▶ _What is being asked_
Give back the data below exactly, with every line kept the same.

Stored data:
BEGIN
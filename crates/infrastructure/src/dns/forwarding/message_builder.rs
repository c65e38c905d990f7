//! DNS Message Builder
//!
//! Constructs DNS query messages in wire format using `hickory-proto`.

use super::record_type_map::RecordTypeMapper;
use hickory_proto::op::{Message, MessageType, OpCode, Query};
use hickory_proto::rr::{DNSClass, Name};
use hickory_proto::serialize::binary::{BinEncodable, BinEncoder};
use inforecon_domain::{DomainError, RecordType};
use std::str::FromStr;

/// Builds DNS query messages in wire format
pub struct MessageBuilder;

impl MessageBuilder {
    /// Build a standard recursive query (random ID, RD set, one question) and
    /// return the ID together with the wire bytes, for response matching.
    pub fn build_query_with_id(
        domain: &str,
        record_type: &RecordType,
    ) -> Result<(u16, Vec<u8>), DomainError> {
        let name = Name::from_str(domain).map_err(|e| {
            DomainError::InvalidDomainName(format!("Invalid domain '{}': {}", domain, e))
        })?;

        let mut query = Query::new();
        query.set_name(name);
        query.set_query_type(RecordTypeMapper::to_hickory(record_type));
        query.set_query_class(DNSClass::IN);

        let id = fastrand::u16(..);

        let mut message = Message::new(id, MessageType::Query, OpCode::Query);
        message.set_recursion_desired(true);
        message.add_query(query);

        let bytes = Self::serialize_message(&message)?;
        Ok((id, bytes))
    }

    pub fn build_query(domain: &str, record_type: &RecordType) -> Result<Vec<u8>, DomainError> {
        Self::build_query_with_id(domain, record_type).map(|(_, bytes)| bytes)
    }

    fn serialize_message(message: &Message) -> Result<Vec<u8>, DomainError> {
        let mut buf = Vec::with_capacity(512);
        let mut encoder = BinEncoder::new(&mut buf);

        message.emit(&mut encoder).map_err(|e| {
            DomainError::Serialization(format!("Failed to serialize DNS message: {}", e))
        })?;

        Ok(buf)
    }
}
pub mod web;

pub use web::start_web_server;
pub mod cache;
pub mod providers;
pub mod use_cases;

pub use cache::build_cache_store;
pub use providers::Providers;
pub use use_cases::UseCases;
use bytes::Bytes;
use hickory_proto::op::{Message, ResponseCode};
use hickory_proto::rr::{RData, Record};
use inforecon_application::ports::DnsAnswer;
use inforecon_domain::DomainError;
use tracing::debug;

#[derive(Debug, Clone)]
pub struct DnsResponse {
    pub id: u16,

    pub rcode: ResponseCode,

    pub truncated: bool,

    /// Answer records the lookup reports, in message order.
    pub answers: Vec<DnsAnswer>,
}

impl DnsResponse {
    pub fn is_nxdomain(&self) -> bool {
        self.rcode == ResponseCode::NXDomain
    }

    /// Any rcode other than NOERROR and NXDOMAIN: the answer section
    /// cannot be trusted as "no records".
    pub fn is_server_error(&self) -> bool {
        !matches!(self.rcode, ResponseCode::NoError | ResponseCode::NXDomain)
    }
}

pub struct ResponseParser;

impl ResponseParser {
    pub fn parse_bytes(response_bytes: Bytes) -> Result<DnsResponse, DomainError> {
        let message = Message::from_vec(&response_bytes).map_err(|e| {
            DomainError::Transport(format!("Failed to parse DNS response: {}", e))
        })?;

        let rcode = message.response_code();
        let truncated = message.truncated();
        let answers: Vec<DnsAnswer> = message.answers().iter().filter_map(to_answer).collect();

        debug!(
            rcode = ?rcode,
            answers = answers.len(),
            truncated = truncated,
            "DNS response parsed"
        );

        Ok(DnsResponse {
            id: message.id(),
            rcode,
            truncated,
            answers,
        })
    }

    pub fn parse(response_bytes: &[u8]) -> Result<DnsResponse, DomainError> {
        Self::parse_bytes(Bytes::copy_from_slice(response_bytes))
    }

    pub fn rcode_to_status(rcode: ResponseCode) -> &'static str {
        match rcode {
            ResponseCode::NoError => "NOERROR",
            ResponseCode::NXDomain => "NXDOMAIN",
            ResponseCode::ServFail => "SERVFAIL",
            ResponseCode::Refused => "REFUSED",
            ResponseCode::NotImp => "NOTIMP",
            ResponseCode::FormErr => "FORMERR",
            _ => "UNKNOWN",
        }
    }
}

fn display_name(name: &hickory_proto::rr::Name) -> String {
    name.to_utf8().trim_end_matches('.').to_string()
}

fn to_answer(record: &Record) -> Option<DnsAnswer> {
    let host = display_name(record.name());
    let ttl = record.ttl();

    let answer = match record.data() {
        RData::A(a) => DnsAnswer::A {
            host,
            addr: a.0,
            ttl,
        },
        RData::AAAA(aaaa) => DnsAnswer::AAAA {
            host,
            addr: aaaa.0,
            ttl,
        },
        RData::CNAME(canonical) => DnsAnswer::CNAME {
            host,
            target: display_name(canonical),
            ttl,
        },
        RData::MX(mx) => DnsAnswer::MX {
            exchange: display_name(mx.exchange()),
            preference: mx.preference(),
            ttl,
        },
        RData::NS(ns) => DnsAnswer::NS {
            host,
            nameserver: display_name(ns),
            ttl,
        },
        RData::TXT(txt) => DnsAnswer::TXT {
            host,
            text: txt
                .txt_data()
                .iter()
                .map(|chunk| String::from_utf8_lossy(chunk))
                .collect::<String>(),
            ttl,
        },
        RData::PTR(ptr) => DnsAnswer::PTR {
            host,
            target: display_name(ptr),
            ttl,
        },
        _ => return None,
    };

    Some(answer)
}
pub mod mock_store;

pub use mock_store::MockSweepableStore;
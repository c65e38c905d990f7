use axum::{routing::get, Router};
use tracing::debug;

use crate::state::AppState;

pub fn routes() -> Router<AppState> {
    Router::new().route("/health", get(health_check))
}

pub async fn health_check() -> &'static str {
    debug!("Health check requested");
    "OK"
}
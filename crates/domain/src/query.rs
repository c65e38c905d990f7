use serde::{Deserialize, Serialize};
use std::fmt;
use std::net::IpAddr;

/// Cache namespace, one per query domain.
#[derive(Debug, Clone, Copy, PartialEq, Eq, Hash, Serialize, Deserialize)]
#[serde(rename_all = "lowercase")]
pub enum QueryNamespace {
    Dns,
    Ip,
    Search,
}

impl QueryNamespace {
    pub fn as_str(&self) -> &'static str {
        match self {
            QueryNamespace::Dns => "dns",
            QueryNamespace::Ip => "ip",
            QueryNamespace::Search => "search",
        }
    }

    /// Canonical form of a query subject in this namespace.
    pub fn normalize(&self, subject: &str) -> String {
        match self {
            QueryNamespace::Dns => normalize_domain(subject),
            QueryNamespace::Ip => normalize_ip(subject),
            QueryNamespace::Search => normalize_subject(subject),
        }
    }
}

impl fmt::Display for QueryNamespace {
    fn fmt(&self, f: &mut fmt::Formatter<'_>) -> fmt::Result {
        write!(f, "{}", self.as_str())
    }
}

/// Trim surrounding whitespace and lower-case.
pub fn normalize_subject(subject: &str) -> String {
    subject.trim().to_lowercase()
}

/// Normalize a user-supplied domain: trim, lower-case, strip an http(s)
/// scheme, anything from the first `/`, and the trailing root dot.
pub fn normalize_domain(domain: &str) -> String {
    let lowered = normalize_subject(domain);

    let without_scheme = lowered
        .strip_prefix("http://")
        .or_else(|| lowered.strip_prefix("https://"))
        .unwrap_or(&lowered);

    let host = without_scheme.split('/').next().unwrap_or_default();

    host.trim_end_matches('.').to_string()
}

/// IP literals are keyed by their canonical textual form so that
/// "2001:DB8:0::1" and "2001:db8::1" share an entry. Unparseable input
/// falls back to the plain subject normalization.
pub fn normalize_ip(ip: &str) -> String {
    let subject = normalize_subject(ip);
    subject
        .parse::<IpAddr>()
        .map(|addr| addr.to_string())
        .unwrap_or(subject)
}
END
▶ _Exercise response_
filename crates/infrastructure/src/dns/forwarding/message_builder.rs
repository c65e38c905d990f7
//! DNS Message Builder
//!
//! Constructs DNS query messages in wire format using `hickory-proto`.

use super::record_type_map::RecordTypeMapper;
use hickory_proto::op::{Message, MessageType, OpCode, Query};
use hickory_proto::rr::{DNSClass, Name};
use hickory_proto::serialize::binary::{BinEncodable, BinEncoder};
use inforecon_domain::{DomainError, RecordType};
use std::str::FromStr;

/// Builds DNS query messages in wire format
pub struct MessageBuilder;

impl MessageBuilder {
    /// Build a standard recursive query (random ID, RD set, one question) and
    /// return the ID together with the wire bytes, for response matching.
    pub fn build_query_with_id(
        domain: &str,
        record_type: &RecordType,
    ) -> Result<(u16, Vec<u8>), DomainError> {
        let name = Name::from_str(domain).map_err(|e| {
            DomainError::InvalidDomainName(format!("Invalid domain '{}': {}", domain, e))
        })?;

        let mut query = Query::new();
        query.set_name(name);
        query.set_query_type(RecordTypeMapper::to_hickory(record_type));
        query.set_query_class(DNSClass::IN);

        let id = fastrand::u16(..);

        let mut message = Message::new(id, MessageType::Query, OpCode::Query);
        message.set_recursion_desired(true);
        message.add_query(query);

        let bytes = Self::serialize_message(&message)?;
        Ok((id, bytes))
    }

    pub fn build_query(domain: &str, record_type: &RecordType) -> Result<Vec<u8>, DomainError> {
        Self::build_query_with_id(domain, record_type).map(|(_, bytes)| bytes)
    }

    fn serialize_message(message: &Message) -> Result<Vec<u8>, DomainError> {
        let mut buf = Vec::with_capacity(512);
        let mut encoder = BinEncoder::new(&mut buf);

        message.emit(&mut encoder).map_err(|e| {
            DomainError::Serialization(format!("Failed to serialize DNS message: {}", e))
        })?;

        Ok(buf)
    }
}
pub mod web;

pub use web::start_web_server;
pub mod cache;
pub mod providers;
pub mod use_cases;

pub use cache::build_cache_store;
pub use providers::Providers;
pub use use_cases::UseCases;
use bytes::Bytes;
use hickory_proto::op::{Message, ResponseCode};
use hickory_proto::rr::{RData, Record};
use inforecon_application::ports::DnsAnswer;
use inforecon_domain::DomainError;
use tracing::debug;

#[derive(Debug, Clone)]
pub struct DnsResponse {
    pub id: u16,

    pub rcode: ResponseCode,

    pub truncated: bool,

    /// Answer records the lookup reports, in message order.
    pub answers: Vec<DnsAnswer>,
}

impl DnsResponse {
    pub fn is_nxdomain(&self) -> bool {
        self.rcode == ResponseCode::NXDomain
    }

    /// Any rcode other than NOERROR and NXDOMAIN: the answer section
    /// cannot be trusted as "no records".
    pub fn is_server_error(&self) -> bool {
        !matches!(self.rcode, ResponseCode::NoError | ResponseCode::NXDomain)
    }
}

pub struct ResponseParser;

impl ResponseParser {
    pub fn parse_bytes(response_bytes: Bytes) -> Result<DnsResponse, DomainError> {
        let message = Message::from_vec(&response_bytes).map_err(|e| {
            DomainError::Transport(format!("Failed to parse DNS response: {}", e))
        })?;

        let rcode = message.response_code();
        let truncated = message.truncated();
        let answers: Vec<DnsAnswer> = message.answers().iter().filter_map(to_answer).collect();

        debug!(
            rcode = ?rcode,
            answers = answers.len(),
            truncated = truncated,
            "DNS response parsed"
        );

        Ok(DnsResponse {
            id: message.id(),
            rcode,
            truncated,
            answers,
        })
    }

    pub fn parse(response_bytes: &[u8]) -> Result<DnsResponse, DomainError> {
        Self::parse_bytes(Bytes::copy_from_slice(response_bytes))
    }

    pub fn rcode_to_status(rcode: ResponseCode) -> &'static str {
        match rcode {
            ResponseCode::NoError => "NOERROR",
            ResponseCode::NXDomain => "NXDOMAIN",
            ResponseCode::ServFail => "SERVFAIL",
            ResponseCode::Refused => "REFUSED",
            ResponseCode::NotImp => "NOTIMP",
            ResponseCode::FormErr => "FORMERR",
            _ => "UNKNOWN",
        }
    }
}

fn display_name(name: &hickory_proto::rr::Name) -> String {
    name.to_utf8().trim_end_matches('.').to_string()
}

fn to_answer(record: &Record) -> Option<DnsAnswer> {
    let host = display_name(record.name());
    let ttl = record.ttl();

    let answer = match record.data() {
        RData::A(a) => DnsAnswer::A {
            host,
            addr: a.0,
            ttl,
        },
        RData::AAAA(aaaa) => DnsAnswer::AAAA {
            host,
            addr: aaaa.0,
            ttl,
        },
        RData::CNAME(canonical) => DnsAnswer::CNAME {
            host,
            target: display_name(canonical),
            ttl,
        },
        RData::MX(mx) => DnsAnswer::MX {
            exchange: display_name(mx.exchange()),
            preference: mx.preference(),
            ttl,
        },
        RData::NS(ns) => DnsAnswer::NS {
            host,
            nameserver: display_name(ns),
            ttl,
        },
        RData::TXT(txt) => DnsAnswer::TXT {
            host,
            text: txt
                .txt_data()
                .iter()
                .map(|chunk| String::from_utf8_lossy(chunk))
                .collect::<String>(),
            ttl,
        },
        RData::PTR(ptr) => DnsAnswer::PTR {
            host,
            target: display_name(ptr),
            ttl,
        },
        _ => return None,
    };

    Some(answer)
}
pub mod mock_store;

pub use mock_store::MockSweepableStore;
repository c65e38c905d990f7
use axum::{routing::get, Router};
use tracing::debug;

use crate::state::AppState;

pub fn routes() -> Router<AppState> {
    Router::new().route("/health", get(health_check))
}

pub async fn health_check() -> &'static str {
    debug!("Health check requested");
    "OK"
}
filename crates/domain/src/query.rs
repository c65e38c905d990f7
use serde::{Deserialize, Serialize};
use std::fmt;
use std::net::IpAddr;

/// Cache namespace, one per query domain.
#[derive(Debug, Clone, Copy, PartialEq, Eq, Hash, Serialize, Deserialize)]
#[serde(rename_all = "lowercase")]
pub enum QueryNamespace {
    Dns,
    Ip,
    Search,
}

impl QueryNamespace {
    pub fn as_str(&self) -> &'static str {
        match self {
            QueryNamespace::Dns => "dns",
            QueryNamespace::Ip => "ip",
            QueryNamespace::Search => "search",
        }
    }

    /// Canonical form of a query subject in this namespace.
    pub fn normalize(&self, subject: &str) -> String {
        match self {
            QueryNamespace::Dns => normalize_domain(subject),
            QueryNamespace::Ip => normalize_ip(subject),
            QueryNamespace::Search => normalize_subject(subject),
        }
    }
}

impl fmt::Display for QueryNamespace {
    fn fmt(&self, f: &mut fmt::Formatter<'_>) -> fmt::Result {
        write!(f, "{}", self.as_str())
    }
}

/// Trim surrounding whitespace and lower-case.
pub fn normalize_subject(subject: &str) -> String {
    subject.trim().to_lowercase()
}

/// Normalize a user-supplied domain: trim, lower-case, strip an http(s)
/// scheme, anything from the first `/`, and the trailing root dot.
pub fn normalize_domain(domain: &str) -> String {
    let lowered = normalize_subject(domain);

    let without_scheme = lowered
        .strip_prefix("http://")
        .or_else(|| lowered.strip_prefix("https://"))
        .unwrap_or(&lowered);

    let host = without_scheme.split('/').next().unwrap_or_default();

    host.trim_end_matches('.').to_string()
}

/// IP literals are keyed by their canonical textual form so that
/// "2001:DB8:0::1" and "2001:db8::1" share an entry. Unparseable input
/// falls back to the plain subject normalization.
pub fn normalize_ip(ip: &str) -> String {
    let subject = normalize_subject(ip);
    subject
        .parse::<IpAddr>()
        .map(|addr| addr.to_string())
        .unwrap_or(subject)
}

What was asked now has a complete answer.